**EXERCISE**. Each entry must be printed again without a single change.

**EXERCISE INPUT**.
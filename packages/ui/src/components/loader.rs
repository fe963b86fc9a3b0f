use dioxus::prelude::*;

/// Full-surface loading state.
#[component]
pub fn Loader(#[props(default = "...Loading".to_string())] text: String) -> Element {
    rsx! {
        div {
            class: "loader",
            div { class: "loader-spinner" }
            p { class: "loader-text", "{text}" }
        }
    }
}

/// Inline spinner for busy regions inside a view.
#[component]
pub fn SmallLoader() -> Element {
    rsx! {
        div { class: "loader-spinner loader-spinner-sm" }
    }
}
use dioxus::prelude::*;

#[derive(Clone, Copy, Debug, PartialEq)]
pub enum AlertKind {
    Success,
    Error,
}

/// Inline banner for transient success and error notices.
#[component]
pub fn Alert(message: String, #[props(default = AlertKind::Success)] kind: AlertKind) -> Element {
    let kind_class = match kind {
        AlertKind::Success => "alert-success",
        AlertKind::Error => "alert-error",
    };

    rsx! {
        div {
            class: "alert {kind_class}",
            "{message}"
        }
    }
}
//! CMS configuration page: tab switch between the navigation-link editor
//! and the footer editor.

use dioxus::prelude::*;
use store::AdminRole;

use crate::views::footer_section::FooterSection;
use crate::views::nav_section::NavSection;
use crate::views::{ActionResponse, DashboardLayout, RequireRole, ResponseModal};

#[derive(Clone, Copy, PartialEq)]
enum ConfigTab {
    Navigation,
    Footer,
}

#[component]
pub fn Navigation() -> Element {
    let mut tab = use_signal(|| ConfigTab::Navigation);
    let response = use_signal(|| ActionResponse::None);

    rsx! {
        RequireRole {
            role: AdminRole::Webmaster,
            DashboardLayout {
                div {
                    class: "page-heading",
                    h1 { "CMS Configuration" }
                    p { "Manage your website navigation and footer settings" }
                }

                div {
                    class: "tab-switch",
                    button {
                        r#type: "button",
                        class: if tab() == ConfigTab::Navigation { "tab active" } else { "tab" },
                        onclick: move |_| tab.set(ConfigTab::Navigation),
                        "Navigation"
                    }
                    button {
                        r#type: "button",
                        class: if tab() == ConfigTab::Footer { "tab active" } else { "tab" },
                        onclick: move |_| tab.set(ConfigTab::Footer),
                        "Footer"
                    }
                }

                div {
                    class: "config-panel",
                    if tab() == ConfigTab::Navigation {
                        NavSection { response }
                    } else {
                        FooterSection { response }
                    }
                }

                ResponseModal { response }
            }
        }
    }
}
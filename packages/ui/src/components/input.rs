use dioxus::prelude::*;

#[component]
pub fn Label(#[props(default = String::new())] html_for: String, children: Element) -> Element {
    rsx! {
        label {
            r#for: "{html_for}",
            class: "form-label",
            {children}
        }
    }
}

/// Text input with an optional label above and error line below.
#[component]
pub fn Input(
    #[props(default)] label: Option<String>,
    #[props(default = "text".to_string())] r#type: String,
    #[props(default = String::new())] placeholder: String,
    #[props(default = String::new())] value: String,
    #[props(default)] error: Option<String>,
    #[props(default = String::new())] class: String,
    oninput: EventHandler<FormEvent>,
) -> Element {
    rsx! {
        div {
            class: "form-field",
            if let Some(text) = &label {
                label { class: "form-label", "{text}" }
            }
            input {
                class: "form-input {class}",
                r#type,
                placeholder,
                value,
                oninput: move |evt| oninput.call(evt),
            }
            if let Some(message) = &error {
                p { class: "form-error", "{message}" }
            }
        }
    }
}

/// Plain multi-line input; rich text goes through `MarkdownEditor` instead.
#[component]
pub fn TextArea(
    #[props(default)] label: Option<String>,
    #[props(default = String::new())] placeholder: String,
    #[props(default = String::new())] value: String,
    #[props(default)] error: Option<String>,
    #[props(default = 4)] rows: i64,
    oninput: EventHandler<FormEvent>,
) -> Element {
    rsx! {
        div {
            class: "form-field",
            if let Some(text) = &label {
                label { class: "form-label", "{text}" }
            }
            textarea {
                class: "form-input",
                rows: "{rows}",
                placeholder,
                value,
                oninput: move |evt| oninput.call(evt),
            }
            if let Some(message) = &error {
                p { class: "form-error", "{message}" }
            }
        }
    }
}
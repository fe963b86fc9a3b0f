//! Page views, one per route, plus the dashboard shell they share.

use dioxus::prelude::*;
use dioxus_free_icons::icons::fa_solid_icons::{FaCircleCheck, FaTriangleExclamation};
use dioxus_free_icons::Icon;
use store::validate::FormErrors;
use store::AdminRole;

use crate::Route;

mod change_password;
mod dashboard_admin;
mod dashboard_media;
mod dashboard_webmaster;
mod events;
mod feedback;
mod footer_section;
mod login;
mod nav_section;
mod navigation;
mod news;
mod not_found;
mod page;
mod projects;
mod publications;
mod register;
mod sidebar_layout;
mod webmaster;

pub use change_password::ChangePassword;
pub use dashboard_admin::DashboardAdmin;
pub use dashboard_media::DashboardMedia;
pub use dashboard_webmaster::DashboardWebmaster;
pub use events::Events;
pub use feedback::Feedback;
pub use login::Login;
pub use navigation::Navigation;
pub use news::News;
pub use not_found::NotFound;
pub use page::CmsPage;
pub use projects::{PastProjects, UpcomingProjects};
pub use publications::Publications;
pub use register::Register;
pub use sidebar_layout::{DashboardLayout, RequireRole};
pub use webmaster::WebmasterRegister;

/// Outcome of the last mutating call, shown in a [`ResponseModal`].
pub(crate) type ActionResponse = Option<(bool, String)>;

/// Route of the dashboard a role lands on.
pub(crate) fn dashboard_route(role: AdminRole) -> Route {
    match role {
        AdminRole::Webmaster => Route::DashboardWebmaster {},
        AdminRole::Admin => Route::DashboardAdmin {},
        AdminRole::Media => Route::DashboardMedia {},
    }
}

/// Message for one field of a validation result.
pub(crate) fn field_error(errors: &Option<FormErrors>, field: &str) -> Option<String> {
    errors
        .as_ref()
        .and_then(|e| e.get(field))
        .map(str::to_string)
}

/// Success/failure dialog shown after a mutating call, mirroring the
/// backend's message.
#[component]
pub(crate) fn ResponseModal(response: Signal<ActionResponse>) -> Element {
    let mut response = response;
    let Some((success, message)) = response() else {
        return rsx! {};
    };
    let shown = if message.is_empty() {
        if success {
            "Saved successfully".to_string()
        } else {
            "Something went wrong. Please try again.".to_string()
        }
    } else {
        message
    };

    rsx! {
        ui::components::Modal {
            title: "Message",
            caption: shown,
            cancel_label: "Close",
            icon_class: if success { "icon-success".to_string() } else { "icon-danger".to_string() },
            icon: rsx! {
                if success {
                    Icon { icon: FaCircleCheck, width: 22, height: 22 }
                } else {
                    Icon { icon: FaTriangleExclamation, width: 22, height: 22 }
                }
            },
            on_close: move |_| response.set(None),
        }
    }
}
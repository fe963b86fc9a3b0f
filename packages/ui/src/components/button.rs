use dioxus::prelude::*;

#[derive(Clone, Copy, Debug, PartialEq)]
pub enum ButtonVariant {
    Primary,
    Outline,
    Danger,
    Success,
}

impl ButtonVariant {
    fn class(self) -> &'static str {
        match self {
            ButtonVariant::Primary => "btn-primary",
            ButtonVariant::Outline => "btn-outline",
            ButtonVariant::Danger => "btn-danger",
            ButtonVariant::Success => "btn-success",
        }
    }
}

#[component]
pub fn Button(
    #[props(default = ButtonVariant::Primary)] variant: ButtonVariant,
    #[props(default = String::new())] class: String,
    #[props(default = "button".to_string())] r#type: String,
    #[props(default = false)] disabled: bool,
    #[props(default)] onclick: Option<EventHandler<MouseEvent>>,
    children: Element,
) -> Element {
    let variant_class = variant.class();

    rsx! {
        button {
            class: "btn {variant_class} {class}",
            r#type,
            disabled,
            onclick: move |evt| {
                if let Some(handler) = &onclick {
                    handler.call(evt);
                }
            },
            {children}
        }
    }
}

**REPLY**.
filename packages/ui/src/components/loader.rs
repository fe963b86fc9a3b0f
use dioxus::prelude::*;

/// Full-surface loading state.
#[component]
pub fn Loader(#[props(default = "...Loading".to_string())] text: String) -> Element {
    rsx! {
        div {
            class: "loader",
            div { class: "loader-spinner" }
            p { class: "loader-text", "{text}" }
        }
    }
}

/// Inline spinner for busy regions inside a view.
#[component]
pub fn SmallLoader() -> Element {
    rsx! {
        div { class: "loader-spinner loader-spinner-sm" }
    }
}
use dioxus::prelude::*;

#[derive(Clone, Copy, Debug, PartialEq)]
pub enum AlertKind {
    Success,
    Error,
}

/// Inline banner for transient success and error notices.
#[component]
pub fn Alert(message: String, #[props(default = AlertKind::Success)] kind: AlertKind) -> Element {
    let kind_class = match kind {
        AlertKind::Success => "alert-success",
        AlertKind::Error => "alert-error",
    };

    rsx! {
        div {
            class: "alert {kind_class}",
            "{message}"
        }
    }
}
//! CMS configuration page: tab switch between the navigation-link editor
//! and the footer editor.

use dioxus::prelude::*;
use store::AdminRole;

use crate::views::footer_section::FooterSection;
use crate::views::nav_section::NavSection;
use crate::views::{ActionResponse, DashboardLayout, RequireRole, ResponseModal};

#[derive(Clone, Copy, PartialEq)]
enum ConfigTab {
    Navigation,
    Footer,
}

#[component]
pub fn Navigation() -> Element {
    let mut tab = use_signal(|| ConfigTab::Navigation);
    let response = use_signal(|| ActionResponse::None);

    rsx! {
        RequireRole {
            role: AdminRole::Webmaster,
            DashboardLayout {
                div {
                    class: "page-heading",
                    h1 { "CMS Configuration" }
                    p { "Manage your website navigation and footer settings" }
                }

                div {
                    class: "tab-switch",
                    button {
                        r#type: "button",
                        class: if tab() == ConfigTab::Navigation { "tab active" } else { "tab" },
                        onclick: move |_| tab.set(ConfigTab::Navigation),
                        "Navigation"
                    }
                    button {
                        r#type: "button",
                        class: if tab() == ConfigTab::Footer { "tab active" } else { "tab" },
                        onclick: move |_| tab.set(ConfigTab::Footer),
                        "Footer"
                    }
                }

                div {
                    class: "config-panel",
                    if tab() == ConfigTab::Navigation {
                        NavSection { response }
                    } else {
                        FooterSection { response }
                    }
                }

                ResponseModal { response }
            }
        }
    }
}
filename packages/ui/src/components/input.rs
use dioxus::prelude::*;

#[component]
pub fn Label(#[props(default = String::new())] html_for: String, children: Element) -> Element {
    rsx! {
        label {
            r#for: "{html_for}",
            class: "form-label",
            {children}
        }
    }
}

/// Text input with an optional label above and error line below.
#[component]
pub fn Input(
    #[props(default)] label: Option<String>,
    #[props(default = "text".to_string())] r#type: String,
    #[props(default = String::new())] placeholder: String,
    #[props(default = String::new())] value: String,
    #[props(default)] error: Option<String>,
    #[props(default = String::new())] class: String,
    oninput: EventHandler<FormEvent>,
) -> Element {
    rsx! {
        div {
            class: "form-field",
            if let Some(text) = &label {
                label { class: "form-label", "{text}" }
            }
            input {
                class: "form-input {class}",
                r#type,
                placeholder,
                value,
                oninput: move |evt| oninput.call(evt),
            }
            if let Some(message) = &error {
                p { class: "form-error", "{message}" }
            }
        }
    }
}

/// Plain multi-line input; rich text goes through `MarkdownEditor` instead.
#[component]
pub fn TextArea(
    #[props(default)] label: Option<String>,
    #[props(default = String::new())] placeholder: String,
    #[props(default = String::new())] value: String,
    #[props(default)] error: Option<String>,
    #[props(default = 4)] rows: i64,
    oninput: EventHandler<FormEvent>,
) -> Element {
    rsx! {
        div {
            class: "form-field",
            if let Some(text) = &label {
                label { class: "form-label", "{text}" }
            }
            textarea {
                class: "form-input",
                rows: "{rows}",
                placeholder,
                value,
                oninput: move |evt| oninput.call(evt),
            }
            if let Some(message) = &error {
                p { class: "form-error", "{message}" }
            }
        }
    }
}
repository fe963b86fc9a3b0f
//! Page views, one per route, plus the dashboard shell they share.

use dioxus::prelude::*;
use dioxus_free_icons::icons::fa_solid_icons::{FaCircleCheck, FaTriangleExclamation};
use dioxus_free_icons::Icon;
use store::validate::FormErrors;
use store::AdminRole;

use crate::Route;

mod change_password;
mod dashboard_admin;
mod dashboard_media;
mod dashboard_webmaster;
mod events;
mod feedback;
mod footer_section;
mod login;
mod nav_section;
mod navigation;
mod news;
mod not_found;
mod page;
mod projects;
mod publications;
mod register;
mod sidebar_layout;
mod webmaster;

pub use change_password::ChangePassword;
pub use dashboard_admin::DashboardAdmin;
pub use dashboard_media::DashboardMedia;
pub use dashboard_webmaster::DashboardWebmaster;
pub use events::Events;
pub use feedback::Feedback;
pub use login::Login;
pub use navigation::Navigation;
pub use news::News;
pub use not_found::NotFound;
pub use page::CmsPage;
pub use projects::{PastProjects, UpcomingProjects};
pub use publications::Publications;
pub use register::Register;
pub use sidebar_layout::{DashboardLayout, RequireRole};
pub use webmaster::WebmasterRegister;

/// Outcome of the last mutating call, shown in a [`ResponseModal`].
pub(crate) type ActionResponse = Option<(bool, String)>;

/// Route of the dashboard a role lands on.
pub(crate) fn dashboard_route(role: AdminRole) -> Route {
    match role {
        AdminRole::Webmaster => Route::DashboardWebmaster {},
        AdminRole::Admin => Route::DashboardAdmin {},
        AdminRole::Media => Route::DashboardMedia {},
    }
}

/// Message for one field of a validation result.
pub(crate) fn field_error(errors: &Option<FormErrors>, field: &str) -> Option<String> {
    errors
        .as_ref()
        .and_then(|e| e.get(field))
        .map(str::to_string)
}

/// Success/failure dialog shown after a mutating call, mirroring the
/// backend's message.
#[component]
pub(crate) fn ResponseModal(response: Signal<ActionResponse>) -> Element {
    let mut response = response;
    let Some((success, message)) = response() else {
        return rsx! {};
    };
    let shown = if message.is_empty() {
        if success {
            "Saved successfully".to_string()
        } else {
            "Something went wrong. Please try again.".to_string()
        }
    } else {
        message
    };

    rsx! {
        ui::components::Modal {
            title: "Message",
            caption: shown,
            cancel_label: "Close",
            icon_class: if success { "icon-success".to_string() } else { "icon-danger".to_string() },
            icon: rsx! {
                if success {
                    Icon { icon: FaCircleCheck, width: 22, height: 22 }
                } else {
                    Icon { icon: FaTriangleExclamation, width: 22, height: 22 }
                }
            },
            on_close: move |_| response.set(None),
        }
    }
}
repository fe963b86fc9a3b0f
filename packages/ui/src/components/button.rs
use dioxus::prelude::*;

#[derive(Clone, Copy, Debug, PartialEq)]
pub enum ButtonVariant {
    Primary,
    Outline,
    Danger,
    Success,
}

impl ButtonVariant {
    fn class(self) -> &'static str {
        match self {
            ButtonVariant::Primary => "btn-primary",
            ButtonVariant::Outline => "btn-outline",
            ButtonVariant::Danger => "btn-danger",
            ButtonVariant::Success => "btn-success",
        }
    }
}

#[component]
pub fn Button(
    #[props(default = ButtonVariant::Primary)] variant: ButtonVariant,
    #[props(default = String::new())] class: String,
    #[props(default = "button".to_string())] r#type: String,
    #[props(default = false)] disabled: bool,
    #[props(default)] onclick: Option<EventHandler<MouseEvent>>,
    children: Element,
) -> Element {
    let variant_class = variant.class();

    rsx! {
        button {
            class: "btn {variant_class} {class}",
            r#type,
            disabled,
            onclick: move |evt| {
                if let Some(handler) = &onclick {
                    handler.call(evt);
                }
            },
            {children}
        }
    }
}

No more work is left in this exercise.